Parameter Elimination
Parameter elimination is a crucial step in forming differential equations. In the context of the given problem, we started with an equation involving the parameter \( m \):
- All parameters need to be removed to derive a pure differential equation.
- The parameter \( m \) is initially part of the equation \( y = mx + \frac{a}{m} \), and the goal is to eliminate it entirely.
Differentiation
Differentiation is a fundamental tool used extensively in calculus to derive relationships between changing quantities. In this problem:
- We started by differentiating the given equation \( y = mx + \frac{a}{m} \) with respect to \( x \).

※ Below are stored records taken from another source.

use std::collections::BTreeSet;
use std::path::PathBuf;

use stocklink_recon::classify::UnmatchedReason;
use stocklink_recon::config::ReconConfig;
use stocklink_recon::engine::{load_sources, run};
use stocklink_recon::inherit::{DerivedMiss, LinkOutcome};
use stocklink_recon::linkage::LinkStatus;
use stocklink_recon::pairing::UnpairedReason;
use stocklink_recon::report::{self, write_reports};
use stocklink_recon::{DocumentKind, NormalizedKey, ReconResult, SourceCache};

fn fixtures_dir() -> PathBuf {
    PathBuf::from(env!("CARGO_MANIFEST_DIR")).join("tests/fixtures")
}

fn load_and_run(config_file: &str) -> ReconResult {
    let dir = fixtures_dir();
    let toml = std::fs::read_to_string(dir.join(config_file)).unwrap();
    let config = ReconConfig::from_toml(&toml).unwrap();
    let mut cache = SourceCache::new();
    let input = load_sources(&config, &dir, &mut cache).unwrap();
    run(&config, &input).unwrap()
}

fn key(s: &str) -> NormalizedKey {
    NormalizedKey::parse(s).unwrap()
}

// -------------------------------------------------------------------------
// Linkage
// -------------------------------------------------------------------------

#[test]
fn zero_padded_invoice_links_to_statement() {
    let result = load_and_run("stock-audit.toml");
    let link = result.link("grn_invoice_to_statement").unwrap();

    assert_eq!(link.status, LinkStatus::Linked);
    assert_eq!(link.source_records, 4);
    assert_eq!(link.source_keys, 2);
    assert_eq!(link.missing_references, 2);
    assert_eq!(link.match_rate, 1.0);
    assert!(link.matched.contains(&key("1015775")));
    assert!(link.unmatched.is_empty());
}

#[test]
fn voucher_link_classifies_unmatched() {
    let result = load_and_run("stock-audit.toml");
    let link = result.link("grn_voucher_to_register").unwrap();

    assert_eq!(link.source_keys, 4);
    assert_eq!(link.matched.len(), 2);
    assert!(link.matched.contains(&key("PV0013")));
    assert_eq!(link.match_rate, 0.5);

    let reasons: Vec<(&str, UnmatchedReason)> = link
        .unmatched_detail
        .iter()
        .map(|u| (u.key.as_str(), u.reason))
        .collect();
    assert_eq!(
        reasons,
        vec![
            ("MAN0099", UnmatchedReason::SpecialVoucher),
            ("PV0014", UnmatchedReason::SequenceGap),
        ]
    );
    assert_eq!(link.unmatched_detail[0].origin.source_file, "grn.csv");
    assert_eq!(link.unmatched_detail[0].origin.row, 4);
}

#[test]
fn missing_references_never_become_keys() {
    let result = load_and_run("stock-audit.toml");
    for link in &result.links {
        for k in link.matched.iter().chain(&link.unmatched) {
            assert!(!k.as_str().trim().is_empty(), "link '{}' has a blank key", link.spec.name);
        }
        assert_eq!(link.matched.len() + link.unmatched.len(), link.source_keys);
    }
}

#[test]
fn pairing_link_indexes_primaries_only() {
    let result = load_and_run("stock-audit.toml");
    let link = result.link("statement_to_grn").unwrap();

    assert_eq!(link.source_records, 3);
    assert_eq!(link.source_keys, 3);
    assert_eq!(link.matched.len(), 2);
    assert_eq!(link.unmatched, BTreeSet::from([key("55555")]));
    assert_eq!(link.unmatched_detail[0].reason, UnmatchedReason::NumericNotFound);
    assert!(!link.unmatched.contains(&key("999999")));
}

// -------------------------------------------------------------------------
// Pairing + Inheritance
// -------------------------------------------------------------------------

#[test]
fn settlement_pairs_with_same_day_invoice() {
    let result = load_and_run("stock-audit.toml");
    let pairing = result.pairing.as_ref().unwrap();

    assert_eq!(pairing.pairs.len(), 1);
    let pair = &pairing.pairs[0];
    assert_eq!(pair.primary_reference.to_string(), "27949");
    assert_eq!(pair.derived_reference.to_string(), "999999");
    assert_eq!(pair.amount.to_string(), "84588.37");
    assert!(pair.amount_delta.is_zero());

    assert_eq!(pairing.unpaired.len(), 4);
    let bad_date = pairing
        .unpaired
        .iter()
        .find(|u| u.reference.to_string() == "888888")
        .unwrap();
    assert_eq!(bad_date.reason, UnpairedReason::UnparseableDate);
    assert_eq!(bad_date.reason.description(), "unpaired, unparseable-date");
}

#[test]
fn settlement_inherits_invoice_link() {
    let result = load_and_run("stock-audit.toml");
    let inheritance = result.inheritance.as_ref().unwrap();

    assert_eq!(inheritance.link, "statement_to_grn");
    assert_eq!(inheritance.entries.len(), 3);
    assert_eq!(inheritance.inherited, 1);
    assert_eq!(inheritance.unmatched, 2);

    let inherited: Vec<_> = inheritance.inherited_links().collect();
    assert_eq!(inherited[0].derived_reference.to_string(), "999999");
    assert_eq!(inherited[0].primary_reference.to_string(), "27949");
    assert_eq!(inherited[0].target_key, key("27949"));
    assert_eq!(inherited[0].note, "payment for invoice 27949");

    let outcome_for = |reference: &str| {
        inheritance
            .entries
            .iter()
            .find(|e| e.derived_reference.to_string() == reference)
            .map(|e| e.outcome.clone())
            .unwrap()
    };
    assert!(matches!(
        outcome_for("888888"),
        LinkOutcome::Unmatched { reason: DerivedMiss::Unpaired(UnpairedReason::UnparseableDate) }
    ));
    assert!(matches!(
        outcome_for("777777"),
        LinkOutcome::Unmatched { reason: DerivedMiss::NoPair }
    ));
}

#[test]
fn summary_totals() {
    let result = load_and_run("stock-audit.toml");
    let s = &result.summary;

    assert_eq!(s.links.len(), 3);
    assert_eq!(s.total_unmatched_keys, 3);
    assert_eq!(s.links_without_data, 0);
    assert_eq!(s.payment_pairs, 1);
    assert_eq!(s.unpaired_transactions, 4);
    assert_eq!(s.derived_inherited, 1);
    assert_eq!(s.derived_unmatched, 2);
    assert_eq!(result.meta.config_name, "FY2022 stock audit");
}

// -------------------------------------------------------------------------
// Degraded input
// -------------------------------------------------------------------------

#[test]
fn empty_target_collection_reports_no_data() {
    let result = load_and_run("stores.toml");
    let link = result.link("movement_to_issue").unwrap();

    assert_eq!(link.status, LinkStatus::NoData);
    assert_eq!(link.target_records, 0);
    assert_eq!(link.source_keys, 2);
    assert_eq!(link.unmatched.len(), 2);
    assert_eq!(link.match_rate, 0.0);
    assert!(result.pairing.is_none());
    assert!(result.inheritance.is_none());
}

#[test]
fn missing_configured_column_is_fatal() {
    let dir = fixtures_dir();
    let toml = std::fs::read_to_string(dir.join("stores.toml"))
        .unwrap()
        .replace("item = \"Item\"", "item = \"Material\"");
    let config = ReconConfig::from_toml(&toml).unwrap();
    let err = load_sources(&config, &dir, &mut SourceCache::new()).unwrap_err();
    assert!(err.to_string().contains("missing column 'Material'"));
}

#[test]
fn cache_reuses_unchanged_sources() {
    let dir = fixtures_dir();
    let toml = std::fs::read_to_string(dir.join("stock-audit.toml")).unwrap();
    let config = ReconConfig::from_toml(&toml).unwrap();
    let mut cache = SourceCache::new();

    let first = load_sources(&config, &dir, &mut cache).unwrap();
    let second = load_sources(&config, &dir, &mut cache).unwrap();

    assert_eq!(cache.stats(), (3, 3));
    assert_eq!(
        first.get(DocumentKind::Grn).len(),
        second.get(DocumentKind::Grn).len()
    );
}

// -------------------------------------------------------------------------
// Reports
// -------------------------------------------------------------------------

#[test]
fn reports_written_for_every_table() {
    let result = load_and_run("stock-audit.toml");
    let out = tempfile::tempdir().unwrap();
    let written = write_reports(&result, out.path()).unwrap();

    // summary + 3 unmatched + pairs + unpaired + derived + json
    assert_eq!(written.len(), 8);
    for name in [
        report::LINKAGE_SUMMARY_FILE,
        report::PAYMENT_PAIRS_FILE,
        report::UNPAIRED_FILE,
        report::DERIVED_LINKS_FILE,
        report::SUMMARY_JSON_FILE,
        "unmatched_grn_voucher_to_register.csv",
    ] {
        assert!(out.path().join(name).exists(), "{name} missing");
    }

    let derived = std::fs::read_to_string(out.path().join(report::DERIVED_LINKS_FILE)).unwrap();
    assert!(derived.contains("999999,inherited,27949,27949,payment for invoice 27949"));

    let unpaired = std::fs::read_to_string(out.path().join(report::UNPAIRED_FILE)).unwrap();
    assert!(unpaired.contains("\"unpaired, unparseable-date\""));
}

- This operation yielded \( \frac{dy}{dx} = m \), a simple derivative that points out how \( y \) changes as \( x \) changes under this linear equation.
Formation of Differential Equations
Forming a differential equation is all about expressing a relationship without parameters.
- The original equation and its differentiated form allowed us to eliminate \( m \) by expressing it as a derivative: \( m = \frac{dy}{dx} \).
- By substituting \( m \) back into the original equation, we reshaped it in terms of the derivative and other existing variables.
Mathematical Problem Solving
Mathematical problem-solving skills are essential for tackling differential equations effectively. When faced with a challenge like the one in this exercise:
- First, clearly understand the problem and identify the given quantities.
- Plan a strategy that will lead to eliminating parameters.
- Differentiation acts as a potent strategy to derive relations between variables.